During these grandiose riding competitions, the management enforces a lot of rigorous entrance checks and requirements with the aim of promoting the safety and security of the high flying guests in attendance. Springdale’s catering and hospitality services are almost overwhelmed around this time, with the heavily peopled facility realizing unprecedented proceeds throughout the thrilling racing season. However, all the money generated by the Carolina Cup events does not wholly go to the race management club. Also engaged in charitable work, the organizers of the Carolina Cup in partnership with Springdale chose to channel a big chunk of the yearly proceeds into running the neighboring Kershaw County Medical Center.
During the Carolina Cup, the Springdale Racecourse gates are opened at 9:00 AM but the actual Carolina cup events are not staged until 1:30 PM. Since the annual equestrian racing events are widely attended and also attractant huge sponsorship deals, general admission charges are thirty dollars for all adult entrants if booked in advance but the admittance fee shoots to forty-five dollars for last-minute visitors. While the management does not demand any strict dressing codes, women are required to wear decent dresses and sunhats. For men, sports coats are highly encouraged although these are not mandatory.

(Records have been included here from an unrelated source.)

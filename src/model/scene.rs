use std::collections::BTreeMap;

use glam::{Quat, Vec3};

use crate::config::SceneConfig;
use crate::model::{Camera, Rgb};

/// Handle to a mesh in the scene graph; stays valid until the mesh is removed
#[derive(Debug, Clone, Copy, PartialEq, Eq, Hash, PartialOrd, Ord)]
pub struct MeshId(u64);

#[derive(Debug, Clone, Copy, PartialEq)]
pub enum MeshShape {
    /// Square on the XZ plane through the origin
    Ground { size: f32 },
    Cuboid { half_extents: Vec3 },
    Sphere { radius: f32 },
}

/// What the renderer draws. Dynamic meshes mirror a rigid body's pose.
#[derive(Debug, Clone, PartialEq)]
pub struct VisualMesh {
    pub shape: MeshShape,
    pub position: Vec3,
    pub rotation: Quat,
    pub color: Rgb,
    pub cast_shadow: bool,
}

impl VisualMesh {
    pub fn cuboid(half_extents: Vec3, position: Vec3, color: Rgb) -> Self {
        Self {
            shape: MeshShape::Cuboid { half_extents },
            position,
            rotation: Quat::IDENTITY,
            color,
            cast_shadow: true,
        }
    }

    pub fn sphere(radius: f32, position: Vec3, color: Rgb) -> Self {
        Self {
            shape: MeshShape::Sphere { radius },
            position,
            rotation: Quat::IDENTITY,
            color,
            cast_shadow: true,
        }
    }

    pub fn ground(size: f32, color: Rgb) -> Self {
        Self {
            shape: MeshShape::Ground { size },
            position: Vec3::ZERO,
            rotation: Quat::IDENTITY,
            color,
            cast_shadow: false,
        }
    }
}

/// Scene lighting: an ambient term plus one spot light used as the key light
#[derive(Debug, Clone, Copy)]
pub struct Lighting {
    pub ambient: f32,
    pub key_position: Vec3,
    pub key_target: Vec3,
    pub key_intensity: f32,
    pub fog_near: f32,
    pub fog_far: f32,
}

impl Lighting {
    /// Direction toward the key light
    pub fn key_direction(&self) -> Vec3 {
        (self.key_position - self.key_target).normalize_or_zero()
    }
}

/// Camera, meshes, lights and the aim indicator. Pure data; `view::RenderState` draws it.
pub struct Scene {
    pub camera: Camera,
    pub lighting: Lighting,
    pub clear_color: Rgb,
    meshes: BTreeMap<MeshId, VisualMesh>,
    next_id: u64,
    aim_color: Rgb,
    aim_default: Rgb,
    pub aim_opacity: f32,
    pub aim_radius_fraction: f32,
}

impl Scene {
    pub fn new(config: &SceneConfig, width: u32, height: u32) -> Self {
        let mut scene = Self {
            camera: Camera::new(width, height, config.fov_y_degrees, config.z_near, config.z_far),
            lighting: Lighting {
                ambient: config.ambient,
                key_position: config.spot_position,
                key_target: config.spot_target,
                key_intensity: config.spot_intensity,
                fog_near: config.fog_near,
                fog_far: config.fog_far,
            },
            clear_color: config.clear_color,
            meshes: BTreeMap::new(),
            next_id: 0,
            aim_color: config.aim_color,
            aim_default: config.aim_color,
            aim_opacity: config.aim_opacity,
            aim_radius_fraction: config.aim_radius_fraction,
        };
        scene.add_mesh(VisualMesh::ground(config.ground_size, config.ground_color));
        scene
    }

    pub fn add_mesh(&mut self, mesh: VisualMesh) -> MeshId {
        let id = MeshId(self.next_id);
        self.next_id += 1;
        self.meshes.insert(id, mesh);
        id
    }

    pub fn remove_mesh(&mut self, id: MeshId) -> Option<VisualMesh> {
        self.meshes.remove(&id)
    }

    pub fn mesh(&self, id: MeshId) -> Option<&VisualMesh> {
        self.meshes.get(&id)
    }

    pub fn mesh_mut(&mut self, id: MeshId) -> Option<&mut VisualMesh> {
        self.meshes.get_mut(&id)
    }

    /// In insertion order
    pub fn meshes(&self) -> impl Iterator<Item = (MeshId, &VisualMesh)> {
        self.meshes.iter().map(|(id, mesh)| (*id, mesh))
    }

    pub fn mesh_count(&self) -> usize {
        self.meshes.len()
    }

    /// `None` restores the default color
    pub fn set_aim_color(&mut self, color: Option<Rgb>) {
        self.aim_color = color.unwrap_or(self.aim_default);
    }

    pub fn aim_color(&self) -> Rgb {
        self.aim_color
    }

    pub fn resize(&mut self, width: u32, height: u32) {
        self.camera.set_aspect(width, height);
    }
}

#[cfg(test)]
mod tests {
    use super::*;

    #[test]
    fn test_new_scene_has_ground_only() {
        let scene = Scene::new(&SceneConfig::default(), 800, 600);
        assert_eq!(scene.mesh_count(), 1);
        let (_, ground) = scene.meshes().next().unwrap();
        assert!(matches!(ground.shape, MeshShape::Ground { size } if size == 300.0));
    }

    #[test]
    fn test_add_remove_mesh() {
        let mut scene = Scene::new(&SceneConfig::default(), 800, 600);
        let a = scene.add_mesh(VisualMesh::sphere(0.2, Vec3::ONE, Rgb::from_hex(0xff0000)));
        let b = scene.add_mesh(VisualMesh::sphere(0.2, Vec3::ZERO, Rgb::from_hex(0x00ff00)));
        assert_ne!(a, b);
        assert_eq!(scene.remove_mesh(a).map(|m| m.position), Some(Vec3::ONE));
        assert!(scene.mesh(a).is_none());
        assert!(scene.remove_mesh(a).is_none());
        assert!(scene.mesh(b).is_some());
        assert_eq!(scene.mesh_count(), 2);
    }

    #[test]
    fn test_aim_color_defaults_when_cleared() {
        let config = SceneConfig::default();
        let mut scene = Scene::new(&config, 800, 600);
        scene.set_aim_color(Some(Rgb::from_hex(0xccff33)));
        assert_eq!(scene.aim_color().to_hex(), 0xccff33);
        scene.set_aim_color(None);
        assert_eq!(scene.aim_color(), config.aim_color);
    }

    #[test]
    fn test_resize_updates_aspect() {
        let mut scene = Scene::new(&SceneConfig::default(), 800, 600);
        scene.resize(1920, 1080);
        assert!((scene.camera.aspect - 16.0 / 9.0).abs() < 1e-6);
    }
}
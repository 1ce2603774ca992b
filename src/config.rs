use glam::Vec3;

use crate::controller::KeyBindings;
use crate::model::Rgb;

/// Everything tunable about the playground, grouped by the part that reads it.
#[derive(Debug, Clone, Default)]
pub struct PlaygroundConfig {
    pub physics: PhysicsConfig,
    pub shoot: ShootConfig,
    pub recoil: RecoilConfig,
    pub controls: ControlConfig,
    pub scene: SceneConfig,
}

/// World setup: gravity, the player sphere and the box field
#[derive(Debug, Clone)]
pub struct PhysicsConfig {
    pub gravity: Vec3,
    /// Fixed simulation sub-step in seconds, advanced once per frame
    pub timestep: f32,
    pub player_radius: f32,
    pub player_mass: f32,
    pub player_start: Vec3,
    /// Fraction of the player's velocity lost per second
    pub player_linear_damping: f32,
    pub box_half_extent: f32,
    pub box_mass: f32,
    /// Side length of the square the boxes are scattered in, centred on the origin
    pub box_spawn_extent: f32,
    /// Height of the band boxes are dropped in, centred on `box_spawn_height`
    pub box_spawn_jitter: f32,
    pub box_spawn_height: f32,
    pub box_count: usize,
    /// Contact material for every pair except player against ground, which is slippery and dead
    pub contact_friction: f32,
    pub contact_restitution: f32,
}

impl Default for PhysicsConfig {
    fn default() -> Self {
        Self {
            gravity: Vec3::new(0.0, -20.0, 0.0),
            timestep: 1.0 / 60.0,
            player_radius: 1.3,
            player_mass: 1.0,
            player_start: Vec3::new(0.0, 5.0, 0.0),
            player_linear_damping: 0.9,
            box_half_extent: 1.0,
            box_mass: 3.0,
            box_spawn_extent: 20.0,
            box_spawn_jitter: 1.0,
            box_spawn_height: 1.0,
            box_count: 3,
            contact_friction: 0.3,
            contact_restitution: 0.3,
        }
    }
}

impl PhysicsConfig {
    /// Rapier damping coefficient that loses `player_linear_damping` of the
    /// velocity each second at the configured `timestep`
    pub fn player_damping_coefficient(&self) -> f32 {
        let kept_per_step = (1.0 - self.player_linear_damping)
            .max(f32::EPSILON)
            .powf(self.timestep);
        (1.0 / kept_per_step - 1.0) / self.timestep
    }
}

/// Charge-and-release projectile settings
#[derive(Debug, Clone)]
pub struct ShootConfig {
    /// Energy is converted 1:1 into launch speed up to this cap
    pub max_velocity: f32,
    pub ball_radius: f32,
    pub ball_mass: f32,
    pub max_balls: usize,
    /// Balls spawn at `player_radius * spawn_clearance + ball_radius` from the player centre
    pub spawn_clearance: f32,
    pub base_color: Rgb,
    pub charged_color: Rgb,
}

impl Default for ShootConfig {
    fn default() -> Self {
        Self {
            max_velocity: 30.0,
            ball_radius: 0.2,
            ball_mass: 1.0,
            max_balls: 100,
            spawn_clearance: 1.02,
            base_color: Rgb::from_hex(0x999933),
            charged_color: Rgb::from_hex(0xccff33),
        }
    }
}

/// Camera kick after a shot. The numbers have no physical meaning, they just feel right.
#[derive(Debug, Clone)]
pub struct RecoilConfig {
    pub divisor: i32,
    pub pitch_per_unit: f32,
    pub rebound: f32,
}

impl Default for RecoilConfig {
    fn default() -> Self {
        Self {
            divisor: 3,
            pitch_per_unit: 0.001,
            rebound: -0.9,
        }
    }
}

#[derive(Debug, Clone)]
pub struct ControlConfig {
    pub mouse_sensitivity: f32,
    pub velocity_factor: f32,
    pub jump_velocity: f32,
    pub bindings: KeyBindings,
}

impl Default for ControlConfig {
    fn default() -> Self {
        Self {
            mouse_sensitivity: 0.002,
            velocity_factor: 0.2,
            jump_velocity: 20.0,
            bindings: KeyBindings::default(),
        }
    }
}

/// Camera, lights and static scenery
#[derive(Debug, Clone)]
pub struct SceneConfig {
    pub fov_y_degrees: f32,
    pub z_near: f32,
    pub z_far: f32,
    pub ground_size: f32,
    pub ground_color: Rgb,
    pub box_color: Rgb,
    pub aim_color: Rgb,
    pub aim_opacity: f32,
    /// Aim disk radius as a fraction of the viewport height
    pub aim_radius_fraction: f32,
    pub ambient: f32,
    pub spot_position: Vec3,
    pub spot_target: Vec3,
    pub spot_intensity: f32,
    pub clear_color: Rgb,
    pub fog_near: f32,
    pub fog_far: f32,
}

impl Default for SceneConfig {
    fn default() -> Self {
        Self {
            fov_y_degrees: 75.0,
            z_near: 0.1,
            z_far: 1000.0,
            ground_size: 300.0,
            ground_color: Rgb::from_hex(0xdddddd),
            box_color: Rgb::from_hex(0x888999),
            aim_color: Rgb::from_hex(0x999933),
            aim_opacity: 0.7,
            aim_radius_fraction: 0.0237,
            ambient: 0.4,
            spot_position: Vec3::new(10.0, 30.0, 20.0),
            spot_target: Vec3::ZERO,
            spot_intensity: 0.99,
            clear_color: Rgb::from_hex(0x000000),
            fog_near: 0.0,
            fog_far: 500.0,
        }
    }
}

The Springdale land on which the Carolina Cup events are held was formerly bought and developed as a sporting arena by the prominent chairman of the Jell-O Corporation, Ernest Woodward. Again, the prosperous investor gave about 600 acres of Springdale land to Ernest Kirkover in 1940 for he had financial difficulties managing the racecourse. Mr. Woodward is, therefore, one of the great behind-the-scenes names to which the cups present glory may be rightfully credited.
The Springdale property was sold to Mrs. Ambrose Clark of Aiken, South Carolina who had participated in the Carolina Cup of 1932 and subsequently won the first place. Starting with a not-so-large area of land continually bequeaths with the immutable instructions that the gifted acres be used exclusively for equine sporting gradually extended its frontiers to the present sprawling acres under its ownership and management. In short, much of the Springdale land on which the Carolina Cup takes place every year was acquired through charitable donations from wealthy lovers of equestrian racing action.
The Carolina Cup racing offices and the steeplechase museum are located on the grounds of the Springdale Racecourse. Over the years, the Carolina cup has continued to elicit a lot of excitement among American racegoers and trainers. In certain years, this electrifying anxiety surpasses fever pitch levels and it’s even palpable in European racing circles as all television screens over the other side of the Atlantic beam on the enthralling progress of the incomparable Carolina Cup.